The Town and the City brasse la vie de la famille Martin de Galloway, miroir déformant des Kéroack de Lowell, Massachussetts. Quand George Martin polarise les thématiques que Kerouac développera autour de la figure de son père – un homme fort, honnête, simple et bon, fils des grandes terres du Nord de l’Amérique –, les traits de Jack sont disséminés entre les cinq garçons et trois filles, et recoupent les tempéraments de ses propres frères et sœurs ; l’on perçoit néanmoins une certaine focalisation sur Peter, un garçon timide qui aura connu la gloire et se sera renforcé dans des équipes de football avant son entrée à l’Université, où il découvre un puissant sentiment d’étrangeté mélancolique qui ne le quittera plus jamais.
De là découle un récit fluide, allant d’un personnage à l’autre au gré de leurs pensées. Tout comme le style est distendu, favorisant la prose spontanée, la structure dramatique est relâchée au point de n’être jamais apparente – refusant par le même coup à cet ouvrage l’appellation de "roman autobiographique" – : c’est un bout de vie entière qui, pour George, Joe, Francis, Peter, ou Mickey, est présenté.

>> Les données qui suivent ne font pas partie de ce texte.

pub mod profile;

pub use profile::*;
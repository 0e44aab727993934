use crate::error::Result;
use sqlx::PgPool;
use tracing::info;

/// A schema step for one profiles table
#[derive(Debug, Clone, PartialEq, Eq)]
pub struct Migration {
    pub version: i32,
    pub name: &'static str,
    pub sql: String,
}

/// Run all migrations for `table` that are not yet recorded
pub async fn run_migrations(pool: &PgPool, table: &str) -> Result<()> {
    create_migrations_table(pool).await?;

    for migration in get_migrations(table) {
        if is_migration_applied(pool, table, migration.version).await? {
            continue;
        }

        info!(
            version = migration.version,
            name = migration.name,
            table = %table,
            "Applying migration"
        );

        let mut tx = pool.begin().await?;
        sqlx::query(&migration.sql).execute(&mut *tx).await?;
        sqlx::query(
            "INSERT INTO collector_migrations (target, version, name) VALUES ($1, $2, $3)",
        )
        .bind(table)
        .bind(migration.version)
        .bind(migration.name)
        .execute(&mut *tx)
        .await?;
        tx.commit().await?;

        info!(version = migration.version, "Migration applied successfully");
    }

    Ok(())
}

/// Create the migrations tracking table
async fn create_migrations_table(pool: &PgPool) -> Result<()> {
    sqlx::query(
        r#"
        CREATE TABLE IF NOT EXISTS collector_migrations (
            target VARCHAR(63) NOT NULL,
            version INTEGER NOT NULL,
            name VARCHAR(255) NOT NULL,
            applied_at TIMESTAMPTZ NOT NULL DEFAULT NOW(),
            PRIMARY KEY (target, version)
        )
        "#,
    )
    .execute(pool)
    .await?;

    Ok(())
}

async fn is_migration_applied(pool: &PgPool, table: &str, version: i32) -> Result<bool> {
    let count = sqlx::query_scalar::<_, i64>(
        "SELECT COUNT(*) FROM collector_migrations WHERE target = $1 AND version = $2",
    )
    .bind(table)
    .bind(version)
    .fetch_one(pool)
    .await?;

    Ok(count > 0)
}

/// All migrations for `table`, in order
///
/// `table` must already be validated as a plain SQL identifier.
pub fn get_migrations(table: &str) -> Vec<Migration> {
    vec![
        Migration {
            version: 1,
            name: "create_profiles_table",
            sql: format!(
                r#"
                CREATE TABLE IF NOT EXISTS {table} (
                    username TEXT PRIMARY KEY,
                    status VARCHAR(20) NOT NULL DEFAULT 'not_collected'
                        CHECK (status IN ('not_collected', 'collected', 'error')),
                    created_at TIMESTAMPTZ NOT NULL DEFAULT NOW(),
                    updated_at TIMESTAMPTZ
                )
                "#
            ),
        },
        Migration {
            version: 2,
            name: "create_profiles_status_index",
            sql: format!("CREATE INDEX IF NOT EXISTS idx_{table}_status ON {table} (status)"),
        },
    ]
}
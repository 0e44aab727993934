use std::path::PathBuf;

use async_trait::async_trait;
use tracing::{error, info};

use super::endpoint::Endpoint;
use super::pool::ServerPool;
use super::supervisor::{ConnectFailure, ConnectionSupervisor, SupervisorConfig};
use super::Tunnel;
use crate::config::VpnConfig;
use crate::error::{CollectorError, Result};

/// Server pool plus supervisor for one VPN service
pub struct VpnHandler {
    pool: ServerPool,
    supervisor: ConnectionSupervisor,
    config_dir: PathBuf,
}

impl VpnHandler {
    /// Fails when the service's credentials file is missing
    pub fn new(config: &VpnConfig) -> Result<Self> {
        if !config.credentials_file.is_file() {
            return Err(CollectorError::CredentialsNotFound {
                path: config.credentials_file.clone(),
            });
        }

        Ok(Self {
            pool: ServerPool::new(),
            supervisor: ConnectionSupervisor::new(SupervisorConfig::from(config)),
            config_dir: config.config_dir.clone(),
        })
    }

    pub fn load_server_list(&mut self) -> Result<usize> {
        self.pool.load(&self.config_dir)
    }

    /// Connect to the next endpoint in the rotation
    pub async fn connect_to_next_server(&mut self) -> bool {
        let endpoint = match self.pool.next() {
            Ok(endpoint) => endpoint,
            Err(e) => {
                error!("Cannot pick a VPN server: {}", e);
                return false;
            }
        };

        info!(
            endpoint = %endpoint,
            config = %endpoint.config_path.display(),
            "Selected VPN server"
        );
        self.supervisor.connect(&endpoint).await
    }

    pub async fn disconnect(&mut self) {
        self.supervisor.disconnect().await;
    }

    pub fn is_connected(&mut self) -> bool {
        self.supervisor.is_connected()
    }

    pub fn active_endpoint(&self) -> Option<&Endpoint> {
        self.supervisor.active_endpoint()
    }

    pub fn pool_size(&self) -> usize {
        self.pool.len()
    }

    pub fn last_failure(&self) -> Option<&ConnectFailure> {
        self.supervisor.last_failure()
    }
}

#[async_trait]
impl Tunnel for VpnHandler {
    async fn connect_next(&mut self) -> bool {
        self.connect_to_next_server().await
    }

    async fn disconnect(&mut self) {
        VpnHandler::disconnect(self).await;
    }

    fn is_connected(&mut self) -> bool {
        VpnHandler::is_connected(self)
    }

    fn describe(&self) -> Option<String> {
        self.active_endpoint().map(ToString::to_string)
    }

    fn pool_size(&self) -> usize {
        VpnHandler::pool_size(self)
    }
}
/// Request counter that decides when the tunnel is rotated
#[derive(Debug, Clone)]
pub struct RequestBudget {
    spent: u32,
    threshold: u32,
    penalty: u32,
}

impl RequestBudget {
    pub fn new(threshold: u32, penalty: u32) -> Self {
        Self {
            spent: 0,
            threshold,
            penalty,
        }
    }

    /// Charge one scrape attempt, successful or not
    pub fn record_attempt(&mut self) {
        self.spent = self.spent.saturating_add(1);
    }

    /// Charge the extra penalty for a rate-limited attempt
    pub fn record_rate_limit(&mut self) {
        self.spent = self.spent.saturating_add(self.penalty);
    }

    pub fn is_exhausted(&self) -> bool {
        self.spent >= self.threshold
    }

    pub fn reset(&mut self) {
        self.spent = 0;
    }

    pub fn spent(&self) -> u32 {
        self.spent
    }

    pub fn threshold(&self) -> u32 {
        self.threshold
    }
}
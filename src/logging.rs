//! Tracing setup
//!
//! Console output plus a daily log file under `LogConfig::dir`. The returned
//! [`LogGuard`] owns the background file writer and must live until exit.

use std::fs;

use tracing_appender::non_blocking::WorkerGuard;
use tracing_subscriber::{fmt, layer::SubscriberExt, util::SubscriberInitExt, EnvFilter, Layer};

use crate::config::LogConfig;
use crate::error::{CollectorError, Result};

/// Keeps the non-blocking file writer flushing until dropped
pub struct LogGuard {
    _file: WorkerGuard,
}

/// Output format for both console and file layers
#[derive(Debug, Clone, Copy, PartialEq, Eq)]
pub enum LogFormat {
    Json,
    Pretty,
}

impl LogFormat {
    pub fn from_str(s: &str) -> Self {
        match s.to_lowercase().as_str() {
            "json" => Self::Json,
            _ => Self::Pretty,
        }
    }
}

/// Build the default filter directive for a level name
///
/// Dependencies stay at `warn` unless the collector itself runs at `trace`.
pub fn filter_directive(level: &str) -> String {
    let level = match level.to_lowercase().as_str() {
        "trace" => return "trace".to_string(),
        "debug" => "debug",
        "warn" | "warning" => "warn",
        "error" => "error",
        _ => "info",
    };
    format!("warn,bio_collector={level}")
}

/// Initialize the global subscriber from an explicit configuration
pub fn init(config: &LogConfig) -> Result<LogGuard> {
    fs::create_dir_all(&config.dir)?;

    let file_appender = tracing_appender::rolling::daily(&config.dir, &config.file_prefix);
    let (file_writer, guard) = tracing_appender::non_blocking(file_appender);

    let filter = EnvFilter::try_from_default_env()
        .unwrap_or_else(|_| EnvFilter::new(filter_directive(&config.level)));

    let (console, file) = match LogFormat::from_str(&config.format) {
        LogFormat::Json => (
            fmt::layer().json().boxed(),
            fmt::layer()
                .json()
                .with_ansi(false)
                .with_writer(file_writer)
                .boxed(),
        ),
        LogFormat::Pretty => (
            fmt::layer().with_target(false).boxed(),
            fmt::layer()
                .with_target(false)
                .with_ansi(false)
                .with_writer(file_writer)
                .boxed(),
        ),
    };

    tracing_subscriber::registry()
        .with(filter)
        .with(console)
        .with(file)
        .try_init()
        .map_err(|e| CollectorError::Internal(format!("logging already initialized: {}", e)))?;

    tracing::info!(dir = %config.dir.display(), prefix = %config.file_prefix, "Logging started");

    Ok(LogGuard { _file: guard })
}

Aucun d’eux n’est un archétype, un symbole cohérent dont le dessein serait écrit dès sa naissance ; pris dans le flot irrégulier de la vie, ils se meuvent, s’éloignent, allant à la rencontre d’eux-mêmes, ou reviennent sur leurs pas, apeurés, terrassés par la solitude ou par l’angoisse.


Une ligne nette est pourtant tracée, qui suit en fait le rythme de la vie dans l’Amérique des années 30 jusqu’aux années 50, pour une famille telle que celle des Martin, attachée à sa petite ville et à son quotidien humble mais heureux. C’est la guerre qui, jetant les populations sur les routes, décimant la jeunesse vigoureuse et sapant les appuis de ceux qui restent, marque la fin d’un monde. Cette tragédie universelle prend un écho plus fort encore dans la famille Martin, au cœur de la pensée de Kerouac.
Dans la vie simple qu’ils menaient, les personnages ressentaient déjà les glissements provoqués par le monde moderne, qui résonnent en un sentiment de perte, de solitude, de vague. C’est ce malaise presque romantique qui jette deux ans durant Joe sur la route, dans un voyage face à l’inconnu, ou qui prend le petit Mickey, un soir d’hiver.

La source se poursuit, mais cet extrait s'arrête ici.